Requirement:
Below are some records; copy each line in them that contains "debug".
BEGIN Entries supplied
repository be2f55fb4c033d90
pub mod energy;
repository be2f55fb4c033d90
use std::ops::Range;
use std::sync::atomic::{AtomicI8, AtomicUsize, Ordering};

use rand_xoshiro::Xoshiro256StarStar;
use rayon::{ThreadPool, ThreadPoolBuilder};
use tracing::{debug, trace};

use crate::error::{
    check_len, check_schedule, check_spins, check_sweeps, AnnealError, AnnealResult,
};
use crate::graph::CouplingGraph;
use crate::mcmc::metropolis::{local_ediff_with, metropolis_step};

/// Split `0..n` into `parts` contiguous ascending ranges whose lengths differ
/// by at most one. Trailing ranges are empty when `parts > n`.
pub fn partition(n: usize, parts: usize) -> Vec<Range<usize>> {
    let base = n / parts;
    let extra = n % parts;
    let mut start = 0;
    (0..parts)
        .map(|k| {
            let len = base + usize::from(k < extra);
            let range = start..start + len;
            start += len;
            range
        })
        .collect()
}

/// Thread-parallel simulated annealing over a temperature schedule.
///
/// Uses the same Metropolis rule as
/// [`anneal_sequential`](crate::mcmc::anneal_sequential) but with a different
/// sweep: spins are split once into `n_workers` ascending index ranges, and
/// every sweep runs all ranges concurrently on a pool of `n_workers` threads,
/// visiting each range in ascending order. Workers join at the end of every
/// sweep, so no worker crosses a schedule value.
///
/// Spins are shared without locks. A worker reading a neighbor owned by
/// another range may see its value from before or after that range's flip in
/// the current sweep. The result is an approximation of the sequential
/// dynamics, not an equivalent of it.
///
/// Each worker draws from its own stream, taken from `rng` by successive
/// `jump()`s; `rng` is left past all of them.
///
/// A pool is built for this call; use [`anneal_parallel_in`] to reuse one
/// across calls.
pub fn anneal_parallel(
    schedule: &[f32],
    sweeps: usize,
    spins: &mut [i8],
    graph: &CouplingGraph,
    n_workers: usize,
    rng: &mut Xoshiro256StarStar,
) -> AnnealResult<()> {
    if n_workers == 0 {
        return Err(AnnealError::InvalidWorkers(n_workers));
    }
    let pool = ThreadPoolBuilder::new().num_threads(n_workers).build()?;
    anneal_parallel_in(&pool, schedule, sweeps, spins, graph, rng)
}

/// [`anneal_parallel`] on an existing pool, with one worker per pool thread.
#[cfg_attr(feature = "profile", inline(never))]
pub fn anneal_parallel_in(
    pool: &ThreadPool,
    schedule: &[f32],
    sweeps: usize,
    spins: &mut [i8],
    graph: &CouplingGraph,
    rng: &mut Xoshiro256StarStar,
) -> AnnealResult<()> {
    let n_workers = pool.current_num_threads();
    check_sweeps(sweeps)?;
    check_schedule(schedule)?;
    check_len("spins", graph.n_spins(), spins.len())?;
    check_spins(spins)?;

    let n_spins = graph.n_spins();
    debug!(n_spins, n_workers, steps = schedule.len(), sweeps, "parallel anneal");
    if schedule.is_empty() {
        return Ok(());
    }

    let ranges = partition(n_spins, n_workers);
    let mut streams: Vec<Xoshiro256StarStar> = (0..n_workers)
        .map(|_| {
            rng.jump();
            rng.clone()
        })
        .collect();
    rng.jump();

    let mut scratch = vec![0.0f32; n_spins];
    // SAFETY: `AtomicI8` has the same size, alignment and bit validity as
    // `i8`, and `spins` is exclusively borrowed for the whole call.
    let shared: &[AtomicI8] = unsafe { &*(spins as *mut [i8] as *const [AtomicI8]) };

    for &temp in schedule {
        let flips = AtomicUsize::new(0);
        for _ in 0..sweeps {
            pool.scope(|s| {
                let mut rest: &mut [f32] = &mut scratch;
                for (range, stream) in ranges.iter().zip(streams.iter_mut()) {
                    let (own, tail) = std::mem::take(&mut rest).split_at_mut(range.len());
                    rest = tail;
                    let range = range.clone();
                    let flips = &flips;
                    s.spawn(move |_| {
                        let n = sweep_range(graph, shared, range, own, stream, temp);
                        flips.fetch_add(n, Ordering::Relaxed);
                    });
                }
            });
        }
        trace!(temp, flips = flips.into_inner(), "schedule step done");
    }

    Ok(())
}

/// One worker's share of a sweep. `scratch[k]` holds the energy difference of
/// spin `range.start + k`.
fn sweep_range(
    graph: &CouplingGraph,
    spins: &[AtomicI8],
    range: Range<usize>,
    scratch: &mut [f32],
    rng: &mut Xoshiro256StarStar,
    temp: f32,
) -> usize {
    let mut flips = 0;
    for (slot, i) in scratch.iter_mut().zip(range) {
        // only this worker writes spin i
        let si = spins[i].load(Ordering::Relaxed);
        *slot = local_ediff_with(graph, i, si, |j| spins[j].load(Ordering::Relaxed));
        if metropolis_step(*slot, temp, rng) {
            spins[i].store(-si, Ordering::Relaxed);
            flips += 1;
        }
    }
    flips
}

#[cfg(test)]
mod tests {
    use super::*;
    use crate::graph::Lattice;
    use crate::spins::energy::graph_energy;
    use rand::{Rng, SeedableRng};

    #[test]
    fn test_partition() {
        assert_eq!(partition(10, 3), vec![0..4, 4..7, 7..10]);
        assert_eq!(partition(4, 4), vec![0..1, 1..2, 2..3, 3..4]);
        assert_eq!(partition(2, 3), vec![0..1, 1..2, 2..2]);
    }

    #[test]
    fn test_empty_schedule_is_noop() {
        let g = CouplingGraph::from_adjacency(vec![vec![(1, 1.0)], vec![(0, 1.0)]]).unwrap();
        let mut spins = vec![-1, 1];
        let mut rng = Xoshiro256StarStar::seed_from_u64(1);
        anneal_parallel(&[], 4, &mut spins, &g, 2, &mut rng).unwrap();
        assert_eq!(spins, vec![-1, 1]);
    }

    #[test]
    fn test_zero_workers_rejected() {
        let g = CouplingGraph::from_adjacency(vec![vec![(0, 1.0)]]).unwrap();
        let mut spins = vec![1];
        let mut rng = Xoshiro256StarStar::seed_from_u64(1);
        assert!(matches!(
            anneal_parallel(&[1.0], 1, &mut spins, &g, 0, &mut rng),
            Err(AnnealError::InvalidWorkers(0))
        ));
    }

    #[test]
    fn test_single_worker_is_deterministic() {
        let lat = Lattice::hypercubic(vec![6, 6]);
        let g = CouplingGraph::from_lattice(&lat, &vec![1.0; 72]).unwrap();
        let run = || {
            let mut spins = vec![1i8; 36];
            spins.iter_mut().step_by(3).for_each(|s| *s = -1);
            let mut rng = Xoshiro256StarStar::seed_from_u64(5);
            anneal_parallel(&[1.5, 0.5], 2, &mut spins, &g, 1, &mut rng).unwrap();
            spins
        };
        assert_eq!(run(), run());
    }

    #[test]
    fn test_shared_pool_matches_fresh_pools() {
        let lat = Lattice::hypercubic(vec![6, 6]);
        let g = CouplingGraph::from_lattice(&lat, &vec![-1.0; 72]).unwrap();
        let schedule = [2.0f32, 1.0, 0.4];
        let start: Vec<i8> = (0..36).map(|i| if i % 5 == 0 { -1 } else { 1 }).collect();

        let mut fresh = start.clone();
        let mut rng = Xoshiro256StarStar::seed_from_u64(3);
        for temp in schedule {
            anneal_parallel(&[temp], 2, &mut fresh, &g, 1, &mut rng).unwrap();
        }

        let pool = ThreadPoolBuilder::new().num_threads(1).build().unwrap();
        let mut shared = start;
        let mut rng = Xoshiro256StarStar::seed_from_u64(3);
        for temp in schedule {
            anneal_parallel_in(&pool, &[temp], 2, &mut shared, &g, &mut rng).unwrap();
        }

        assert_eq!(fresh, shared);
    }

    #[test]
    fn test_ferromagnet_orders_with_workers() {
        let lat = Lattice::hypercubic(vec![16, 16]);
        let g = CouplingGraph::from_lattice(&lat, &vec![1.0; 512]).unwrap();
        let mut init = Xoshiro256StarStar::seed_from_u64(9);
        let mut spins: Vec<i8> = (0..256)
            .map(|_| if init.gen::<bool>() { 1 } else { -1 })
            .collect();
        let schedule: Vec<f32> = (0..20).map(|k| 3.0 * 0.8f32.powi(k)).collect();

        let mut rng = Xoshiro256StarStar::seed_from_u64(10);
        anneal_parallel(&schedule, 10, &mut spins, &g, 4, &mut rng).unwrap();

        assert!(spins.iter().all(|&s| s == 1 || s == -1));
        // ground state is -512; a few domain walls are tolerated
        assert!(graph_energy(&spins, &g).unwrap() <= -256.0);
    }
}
END Entries supplied
Task answer:
use tracing::{debug, trace};
    debug!(n_spins, n_workers, steps = schedule.len(), sweeps, "parallel anneal");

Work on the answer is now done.